According to “experts,” a .50 caliber sniper rifle can destroy an airliner. Therefore, civilian ownership of .50 caliber rifles should be banned.

In 2005 CBS News aired a program addressing the “threat” that privately-owned .50s pose to air travel. The onscreen critic was Tom Diaz of the Violence Policy Center. He told CBS, "I just think that there are certain occasions when we say in our society, this product is such a threat to our health and safety, and in this case, our national security, we will not allow it."

The gun-rights side of the subject was provided by firearms maker Ronnie Barrett (no relation—I’ve asked him). Commenting upon his highly successful M82, he stated, "It's a target rifle…a high-end adult recreational toy. Any rifle in the hands of a terrorist is a deadly weapon." That includes airliners hijacked because passengers are prevented from defending themselves.

Apparently the worst-case realistic scenario floated by .50 banners is airplanes sitting on the ramp or taxiing. In fact, military snipers can use .50s on hard targets such as parked aircraft, radar dishes, or vehicles. Put a couple of 700-grainers through a jet engine, and that airplane is grounded pending repairs. But that’s an inconvenience, not a disaster.

Incidentally, rifle shooters (and some gun banners) know that any hunting-caliber round will easily penetrate the aluminum skin of any commercial and many military aircraft—from way out there. The difference is that gun banners are selective in what they tell you.

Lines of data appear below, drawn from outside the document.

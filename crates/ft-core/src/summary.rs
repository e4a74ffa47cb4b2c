//! Daily and weekly summary aggregation.
//!
//! Every function here is a pure reduction over record snapshots and a
//! caller-supplied `now`; nothing is incrementally maintained. Active
//! sessions contribute zero minutes until they end — unfinished work earns
//! no partial credit in any total.

use chrono::{DateTime, Duration, FixedOffset, Utc};
use serde::Serialize;

use crate::session::FocusSession;
use crate::task::{Project, Task};
use crate::window::TimeWindow;

/// How many upcoming deadlines a daily summary lists.
pub const UPCOMING_DEADLINE_LIMIT: usize = 5;

/// How far ahead a deadline counts as upcoming.
pub const UPCOMING_DEADLINE_HORIZON_DAYS: i64 = 3;

/// One day's activity at a glance.
#[derive(Debug, Clone, Serialize, PartialEq, Eq)]
pub struct DailySummary {
    /// Tasks completed today (by completion instant).
    pub tasks_completed: usize,
    /// Tasks of today: created today or due today.
    pub tasks_total: usize,
    /// Sessions started today, active ones included.
    pub sessions_count: usize,
    /// Minutes from today's ended sessions.
    pub minutes_focused: i64,
    /// Up to five incomplete tasks due within three days, soonest first.
    pub upcoming_deadlines: Vec<Task>,
}

/// Trailing seven-day activity.
#[derive(Debug, Clone, Serialize, PartialEq)]
pub struct WeeklySummary {
    pub minutes_focused: i64,
    pub sessions_count: usize,
    pub tasks_created: usize,
    pub tasks_completed: usize,
    /// Percentage of created tasks completed, in `[0, 100]`; 0 when nothing
    /// was created this week.
    pub completion_rate: u8,
    #[serde(skip_serializing_if = "Option::is_none")]
    pub most_active_project: Option<MostActiveProject>,
    /// Mean rating over this week's rated sessions, one decimal.
    #[serde(skip_serializing_if = "Option::is_none")]
    pub average_rating: Option<f64>,
}

/// The project with the most sessions this week.
#[derive(Debug, Clone, Copy, Serialize, PartialEq, Eq)]
pub struct MostActiveProject {
    pub project: Project,
    pub sessions: usize,
}

/// Computes the summary for the day containing `now` in the reference offset.
#[must_use]
pub fn daily_summary(
    tasks: &[Task],
    sessions: &[FocusSession],
    now: DateTime<Utc>,
    offset: FixedOffset,
) -> DailySummary {
    let window = TimeWindow::day_of(now, offset);

    let tasks_completed = tasks
        .iter()
        .filter(|task| task.completed_at.is_some_and(|at| window.contains(at)))
        .count();

    // A task is "of today" if created today or due today, not both.
    let tasks_total = tasks
        .iter()
        .filter(|task| {
            window.contains(task.created_at)
                || task.deadline.is_some_and(|deadline| window.contains(deadline))
        })
        .count();

    let todays_sessions: Vec<&FocusSession> = sessions
        .iter()
        .filter(|session| window.contains(session.started_at))
        .collect();
    let minutes_focused = ended_minutes(todays_sessions.iter().copied());

    let horizon = now + Duration::days(UPCOMING_DEADLINE_HORIZON_DAYS);
    let mut upcoming: Vec<Task> = tasks
        .iter()
        .filter(|task| !task.completed)
        .filter(|task| {
            task.deadline
                .is_some_and(|deadline| deadline >= now && deadline <= horizon)
        })
        .cloned()
        .collect();
    upcoming.sort_by_key(|task| task.deadline);
    upcoming.truncate(UPCOMING_DEADLINE_LIMIT);

    DailySummary {
        tasks_completed,
        tasks_total,
        sessions_count: todays_sessions.len(),
        minutes_focused,
        upcoming_deadlines: upcoming,
    }
}

/// Computes the trailing-week summary ending at `now`.
#[must_use]
pub fn weekly_summary(
    tasks: &[Task],
    sessions: &[FocusSession],
    now: DateTime<Utc>,
) -> WeeklySummary {
    let window = TimeWindow::trailing_days(now, 7);

    let weekly_sessions: Vec<&FocusSession> = sessions
        .iter()
        .filter(|session| window.contains(session.started_at))
        .collect();

    let minutes_focused = ended_minutes(weekly_sessions.iter().copied());

    let tasks_created = tasks
        .iter()
        .filter(|task| window.contains(task.created_at))
        .count();
    let tasks_completed = tasks
        .iter()
        .filter(|task| task.completed_at.is_some_and(|at| window.contains(at)))
        .count();

    WeeklySummary {
        minutes_focused,
        sessions_count: weekly_sessions.len(),
        tasks_created,
        tasks_completed,
        completion_rate: completion_rate(tasks_completed, tasks_created),
        most_active_project: most_active_project(&weekly_sessions),
        average_rating: average_rating(&weekly_sessions),
    }
}

/// Total minutes over ended sessions; active sessions contribute nothing.
pub(crate) fn ended_minutes<'a>(sessions: impl Iterator<Item = &'a FocusSession>) -> i64 {
    sessions
        .filter_map(FocusSession::duration_minutes)
        .sum()
}

/// Percentage of created tasks completed, rounded; 0 when none were created.
///
/// Clamped to 100: tasks created before the window can be completed inside
/// it, pushing the raw ratio past one.
#[expect(clippy::cast_possible_truncation, reason = "clamped to 100")]
pub(crate) fn completion_rate(completed: usize, created: usize) -> u8 {
    if created == 0 {
        return 0;
    }
    let rate = (100 * completed + created / 2) / created;
    rate.min(100) as u8
}

/// The project with the highest session count; ties break to the
/// lexicographically first project name.
fn most_active_project(sessions: &[&FocusSession]) -> Option<MostActiveProject> {
    let mut counts: Vec<(Project, usize)> = Vec::new();
    for session in sessions {
        match counts.iter_mut().find(|(project, _)| *project == session.project) {
            Some((_, count)) => *count += 1,
            None => counts.push((session.project, 1)),
        }
    }
    counts.sort_by(|a, b| b.1.cmp(&a.1).then_with(|| a.0.as_str().cmp(b.0.as_str())));
    counts
        .first()
        .map(|&(project, sessions)| MostActiveProject { project, sessions })
}

/// Mean rating over rated sessions, rounded to one decimal.
fn average_rating(sessions: &[&FocusSession]) -> Option<f64> {
    let ratings: Vec<i64> = sessions
        .iter()
        .filter_map(|session| session.rating.map(i64::from))
        .collect();
    if ratings.is_empty() {
        return None;
    }
    #[expect(clippy::cast_precision_loss, reason = "rating sums are tiny")]
    let mean = ratings.iter().sum::<i64>() as f64 / ratings.len() as f64;
    Some((mean * 10.0).round() / 10.0)
}
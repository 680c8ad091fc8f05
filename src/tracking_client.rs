use std::time::Duration;

use reqwest::header::ACCEPT;
use reqwest::Client;
use reqwest::StatusCode;
use serde::Serialize;

use crate::domain::CorrelationToken;
use crate::domain::PrimaryDestination;
use crate::domain::SubscriberEmail;
use crate::relay::SubmissionError;

/// What the tracking endpoint literally answers on success; replaced with
/// something a subscriber can read
const RAW_SUCCESS: &str = "success";
const STORED_MESSAGE: &str = "Successfully stored in Journity";

/// Body of a form submission, as the tracking endpoint's form api expects it
#[derive(Serialize)]
#[serde(rename_all = "camelCase")]
struct SubmissionPayload<'a> {
    #[serde(skip_serializing_if = "Option::is_none")]
    aid: Option<&'a str>,
    #[serde(skip_serializing_if = "Option::is_none")]
    cta_hash_id: Option<&'a str>,
    did: CorrelationToken,
    abhash: CorrelationToken,
    data: SubscriberData<'a>,
}

#[derive(Serialize)]
struct SubscriberData<'a> {
    email: &'a str,
    first: &'a str,
    last: &'a str,
}

/// Client for the first-party tracking endpoint (Journity). The endpoint url
/// comes with each request, so one client serves every form.
///
/// Establishing a HTTP connection is expensive; the `Client` (and its pool) is
/// built once at startup and shared via `Relay`.
pub struct TrackingClient {
    http_client: Client,
}

impl TrackingClient {
    pub fn new(timeout: Duration) -> Result<Self, reqwest::Error> {
        let http_client = Client::builder().timeout(timeout).build()?;
        Ok(Self { http_client })
    }

    /// Single `POST` with a JSON payload; no retries. A fresh pair of
    /// correlation tokens is generated for every call.
    ///
    /// Returns the message to show the subscriber.
    #[tracing::instrument(
        name = "Submitting subscriber to tracking endpoint",
        skip_all,
        fields(endpoint = %destination.endpoint_url)
    )]
    pub async fn submit(
        &self,
        destination: &PrimaryDestination,
        email: &SubscriberEmail,
        first_name: &str,
        last_name: &str,
    ) -> Result<String, SubmissionError> {
        let payload = SubmissionPayload {
            aid: destination.account_id.as_deref(),
            cta_hash_id: destination.form_id.as_deref(),
            did: CorrelationToken::generate(),
            abhash: CorrelationToken::generate(),
            data: SubscriberData {
                email: email.as_ref(),
                first: first_name,
                last: last_name,
            },
        };

        let response = self
            .http_client
            .post(&destination.endpoint_url)
            .header(ACCEPT, "application/json")
            .json(&payload)
            .send()
            .await
            .map_err(SubmissionError::Transport)?;

        let status = response.status();
        if status.is_success() {
            let body = response.text().await.map_err(SubmissionError::Transport)?;
            return Ok(match body.as_str() {
                RAW_SUCCESS => STORED_MESSAGE.to_string(),
                _ => body,
            });
        }

        // an unreadable error body is no worse than a non-JSON one
        let body = response.bytes().await.unwrap_or_default();
        Err(SubmissionError::Rejected(rejection_message(status, &body)))
    }
}

/// Error message of a rejected submission, in two steps: the `message` field
/// of a JSON body, or, when the body is not JSON, the status line's reason
/// phrase. Either one missing or empty gives `HTTP <status>`.
fn rejection_message(
    status: StatusCode,
    body: &[u8],
) -> String {
    let message = match serde_json::from_slice::<serde_json::Value>(body) {
        Ok(json) => json
            .get("message")
            .and_then(|m| m.as_str())
            .map(str::to_string),
        Err(_) => status.canonical_reason().map(str::to_string),
    };
    message
        .filter(|m| !m.is_empty())
        .unwrap_or_else(|| format!("HTTP {}", status.as_u16()))
}
/// Where and how to reach the first-party tracking endpoint. Sent by the form
/// as `journityConfig`.
#[derive(Debug, Clone)]
pub struct PrimaryDestination {
    pub endpoint_url: String,
    /// `aid`; omitted from the payload when absent
    pub account_id: Option<String>,
    /// `ctaHashId`; omitted from the payload when absent
    pub form_id: Option<String>,
}

impl PrimaryDestination {
    /// Returns `None` when `endpoint_url` is missing or empty; such a
    /// destination is treated as unconfigured and never attempted.
    pub fn parse(
        endpoint_url: Option<String>,
        account_id: Option<String>,
        form_id: Option<String>,
    ) -> Option<Self> {
        let endpoint_url = endpoint_url.filter(|u| !u.is_empty())?;
        Some(Self {
            endpoint_url,
            account_id,
            form_id,
        })
    }
}
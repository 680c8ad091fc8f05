use rand::thread_rng;
use rand::Rng;
use serde::Serialize;

const ALPHABET: &[u8] = b"0123456789abcdefghijklmnopqrstuvwxyz";
const TOKEN_LEN: usize = 26;

/// Opaque, single-use identifier attached to one submission attempt (the
/// tracking endpoint's `did` and `abhash`). Not a durable subscriber identity;
/// a new pair is generated for every submission.
#[derive(Debug, Clone, PartialEq, Eq, Serialize)]
pub struct CorrelationToken(String);

impl CorrelationToken {
    /// 26 characters of lowercase base-36
    pub fn generate() -> Self {
        let mut rng = thread_rng();
        let token = (0..TOKEN_LEN)
            .map(|_| ALPHABET[rng.gen_range(0..ALPHABET.len())] as char)
            .collect();
        Self(token)
    }
}

impl AsRef<str> for CorrelationToken {
    fn as_ref(&self) -> &str { &self.0 }
}

impl From<CorrelationToken> for String {
    fn from(value: CorrelationToken) -> Self { value.0 }
}
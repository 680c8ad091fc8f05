use std::error::Error;
use std::fmt::Formatter;

/// Multi-line `Debug` representation of an error and all of its sources, for
/// logs. Used by the `Debug` impls of our error enums.
pub fn error_chain_fmt(
    e: &impl Error,
    f: &mut Formatter<'_>,
) -> std::fmt::Result {
    writeln!(f, "{e}\n")?;
    let mut current = e.source();
    while let Some(cause) = current {
        writeln!(f, "Caused by:\n\t{cause}")?;
        current = cause.source();
    }
    Ok(())
}

/// Single-line description of an error and its sources, joined by `: `.
///
/// `reqwest::Error` only displays its outermost layer ("error sending request
/// for url (...)"); the interesting part (connection refused, dns, timeout) is
/// further down the chain, and this is what the caller gets to see.
pub fn describe_error(e: &dyn Error) -> String {
    let mut description = e.to_string();
    let mut current = e.source();
    while let Some(cause) = current {
        let message = cause.to_string();
        // hyper and friends sometimes repeat the inner message verbatim
        if !description.ends_with(&message) {
            description.push_str(": ");
            description.push_str(&message);
        }
        current = cause.source();
    }
    description
}
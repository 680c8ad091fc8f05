use std::net::TcpListener;

use wiremock::matchers::any;
use wiremock::matchers::body_string;
use wiremock::matchers::method;
use wiremock::matchers::path;
use wiremock::Mock;
use wiremock::ResponseTemplate;

use crate::helpers::spawn_app;
use crate::helpers::spawn_app_with_default_newsletter_url;

#[tokio::test]
async fn missing_email_is_rejected() {
    let app = spawn_app_with_default_newsletter_url().await;
    Mock::given(any())
        .respond_with(ResponseTemplate::new(200))
        .expect(0)
        .mount(&app.newsletter_server)
        .await;

    let resp = app.post_substack(&serde_json::json!({})).await;
    assert_eq!(resp.status().as_u16(), 400);
    let body: serde_json::Value = resp.json().await.unwrap();
    assert_eq!(body, serde_json::json!({ "error": "Email is required" }));
}

#[tokio::test]
async fn url_required_without_default() {
    let app = spawn_app().await;

    let resp = app
        .post_substack(&serde_json::json!({ "email": "a@example.com" }))
        .await;
    assert_eq!(resp.status().as_u16(), 400);
    let body: serde_json::Value = resp.json().await.unwrap();
    assert_eq!(body, serde_json::json!({ "error": "Newsletter URL is required" }));
}

#[tokio::test]
async fn default_url_is_used() {
    let app = spawn_app_with_default_newsletter_url().await;
    Mock::given(path("/subscribe"))
        .and(method("POST"))
        .and(body_string("email=a%40example.com"))
        .respond_with(ResponseTemplate::new(200))
        .expect(1)
        .mount(&app.newsletter_server)
        .await;

    let resp = app
        .post_substack(&serde_json::json!({ "email": "a@example.com" }))
        .await;
    assert_eq!(resp.status().as_u16(), 200);
    let body: serde_json::Value = resp.json().await.unwrap();
    assert_eq!(
        body,
        serde_json::json!({
            "status": "success",
            "message": "Subscription request sent to Substack",
            "statusCode": 200,
        })
    );
}

#[tokio::test]
async fn rejection_reports_status_code() {
    let app = spawn_app().await;
    Mock::given(path("/subscribe"))
        .respond_with(ResponseTemplate::new(403))
        .expect(1)
        .mount(&app.newsletter_server)
        .await;

    let resp = app
        .post_substack(&serde_json::json!({
            "email": "a@example.com",
            "substackUrl": format!("{}/subscribe", app.substack_url()),
        }))
        .await;
    assert_eq!(resp.status().as_u16(), 200);
    let body: serde_json::Value = resp.json().await.unwrap();
    assert_eq!(
        body,
        serde_json::json!({
            "status": "error",
            "message": "Substack returned status 403",
            "statusCode": 403,
        })
    );
}

#[tokio::test]
async fn unreachable_endpoint_is_a_500() {
    let app = spawn_app().await;
    let port = TcpListener::bind("127.0.0.1:0")
        .unwrap()
        .local_addr()
        .unwrap()
        .port();

    let resp = app
        .post_substack(&serde_json::json!({
            "email": "a@example.com",
            "substackUrl": format!("http://127.0.0.1:{port}"),
        }))
        .await;
    assert_eq!(resp.status().as_u16(), 500);
    let body: serde_json::Value = resp.json().await.unwrap();
    assert_eq!(body["status"], "error");
    assert!(body.get("statusCode").is_none());
    assert!(body["message"]
        .as_str()
        .unwrap()
        .starts_with("Failed to submit to Substack: "));
}
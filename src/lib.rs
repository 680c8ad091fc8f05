pub mod configuration;
pub mod domain;
pub mod newsletter_client;
pub mod relay;
pub mod routes;
pub mod startup;
pub mod telemetry;
pub mod tracking_client;
pub mod utils;
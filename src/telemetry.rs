use tracing::subscriber::set_global_default;
use tracing::Subscriber;
use tracing_bunyan_formatter::BunyanFormattingLayer;
use tracing_bunyan_formatter::JsonStorageLayer;
use tracing_log::LogTracer;
use tracing_subscriber::fmt::MakeWriter;
use tracing_subscriber::layer::SubscriberExt;
use tracing_subscriber::EnvFilter;
use tracing_subscriber::Registry;

/// Bunyan-formatted JSON subscriber. `RUST_LOG` takes precedence over
/// `filter_level`.
///
/// Note: `sink` must be a closure (e.g. `std::io::stdout`), not a return value.
pub fn get_subscriber<Sink>(
    name: &str,
    filter_level: &str,
    sink: Sink,
) -> impl Subscriber + Send + Sync
where
    // sink must implement `MakeWriter` for all choices of the lifetime `'a`
    Sink: for<'a> MakeWriter<'a> + Send + Sync + 'static,
{
    let env_filter =
        EnvFilter::try_from_default_env().unwrap_or_else(|_| EnvFilter::new(filter_level));
    let fmt_layer = BunyanFormattingLayer::new(name.to_string(), sink);
    Registry::default()
        .with(env_filter)
        .with(JsonStorageLayer)
        .with(fmt_layer)
}

/// Install `subscriber` globally. Must be called once, before the server is
/// built.
pub fn init_subscriber(subscriber: impl Subscriber + Send + Sync) -> Result<(), anyhow::Error> {
    // actix-web logs through `log`; redirect those records into `tracing`
    LogTracer::init()?;
    set_global_default(subscriber)?;
    Ok(())
}
use crate::helpers::spawn_app;

#[tokio::test]
async fn health_check() {
    let app = spawn_app().await;

    let resp = app
        .api_client
        .get(format!("{}/health_check", app.addr))
        .send()
        .await
        .expect("execute request");

    assert!(resp.status().is_success());
    assert_eq!(resp.content_length(), Some(0));
}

So, how about hitting an airliner in flight?

The only way to do so would be a plane taking off or landing. Assuming the .50-caliber terrorist got within range (perhaps between a quarter and half a mile) he would need a no-deflection shot for much chance of a hit. But that means positioning oneself directly behind or ahead of the flight path at a metropolitan airport—and firing in a matter of seconds.

A side aspect probably offers better chances for a shooting position. But from 400 to 500 yards, a full-deflection shot on a jetliner landing or climbing at 130 to 150 knots would require a lead of perhaps 100 to 150 feet or more to hit a desired spot—assuming the shooter was fast and accurate with a 30-pound piece of metal.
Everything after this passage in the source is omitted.